(Input material):

#####

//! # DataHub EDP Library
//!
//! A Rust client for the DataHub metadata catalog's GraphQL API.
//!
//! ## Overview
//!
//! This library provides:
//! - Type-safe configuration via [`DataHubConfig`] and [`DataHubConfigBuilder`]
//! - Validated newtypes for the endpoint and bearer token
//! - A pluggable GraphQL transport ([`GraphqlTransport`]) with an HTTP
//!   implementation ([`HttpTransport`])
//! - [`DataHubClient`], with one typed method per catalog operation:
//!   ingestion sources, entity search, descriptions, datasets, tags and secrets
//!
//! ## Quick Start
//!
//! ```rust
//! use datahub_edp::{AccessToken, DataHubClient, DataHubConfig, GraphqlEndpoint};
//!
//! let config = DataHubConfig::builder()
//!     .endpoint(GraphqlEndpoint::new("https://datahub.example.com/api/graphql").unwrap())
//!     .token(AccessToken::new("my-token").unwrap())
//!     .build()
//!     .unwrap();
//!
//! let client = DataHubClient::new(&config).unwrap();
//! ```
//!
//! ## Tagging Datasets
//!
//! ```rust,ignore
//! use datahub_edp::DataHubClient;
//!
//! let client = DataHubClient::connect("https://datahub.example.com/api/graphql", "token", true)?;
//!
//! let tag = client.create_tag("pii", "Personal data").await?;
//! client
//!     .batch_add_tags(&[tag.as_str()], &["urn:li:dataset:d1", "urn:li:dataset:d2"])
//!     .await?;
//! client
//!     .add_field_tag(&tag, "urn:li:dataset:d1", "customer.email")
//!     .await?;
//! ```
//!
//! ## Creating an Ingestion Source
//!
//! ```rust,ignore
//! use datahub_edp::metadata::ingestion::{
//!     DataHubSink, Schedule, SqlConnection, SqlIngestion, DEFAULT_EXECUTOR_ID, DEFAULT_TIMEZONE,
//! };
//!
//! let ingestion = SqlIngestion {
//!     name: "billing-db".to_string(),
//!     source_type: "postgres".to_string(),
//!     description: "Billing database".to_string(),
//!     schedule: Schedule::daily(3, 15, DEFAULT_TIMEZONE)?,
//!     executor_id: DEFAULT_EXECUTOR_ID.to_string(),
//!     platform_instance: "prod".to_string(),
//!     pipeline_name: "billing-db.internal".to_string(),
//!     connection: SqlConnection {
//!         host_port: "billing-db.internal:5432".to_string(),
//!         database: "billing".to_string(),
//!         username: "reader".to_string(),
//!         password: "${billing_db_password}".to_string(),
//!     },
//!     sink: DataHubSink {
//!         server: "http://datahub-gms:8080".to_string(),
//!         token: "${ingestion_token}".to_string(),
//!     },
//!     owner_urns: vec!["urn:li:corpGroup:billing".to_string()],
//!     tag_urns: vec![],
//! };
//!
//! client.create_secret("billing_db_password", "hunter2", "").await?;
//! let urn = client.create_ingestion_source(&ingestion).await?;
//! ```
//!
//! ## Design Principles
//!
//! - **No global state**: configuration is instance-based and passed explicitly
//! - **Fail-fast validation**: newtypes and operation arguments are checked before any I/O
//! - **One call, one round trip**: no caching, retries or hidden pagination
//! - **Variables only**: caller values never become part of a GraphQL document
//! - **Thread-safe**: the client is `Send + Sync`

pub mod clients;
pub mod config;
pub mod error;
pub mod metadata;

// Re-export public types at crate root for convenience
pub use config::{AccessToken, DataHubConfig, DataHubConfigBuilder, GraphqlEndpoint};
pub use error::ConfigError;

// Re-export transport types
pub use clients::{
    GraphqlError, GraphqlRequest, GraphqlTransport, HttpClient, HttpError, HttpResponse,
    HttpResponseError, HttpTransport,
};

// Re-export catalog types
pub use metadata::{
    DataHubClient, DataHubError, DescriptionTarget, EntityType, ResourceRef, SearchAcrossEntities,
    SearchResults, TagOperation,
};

#####

(Problem requirements):
In the data above, how many lines hold the word "https"? Give only the number.

(Output):
2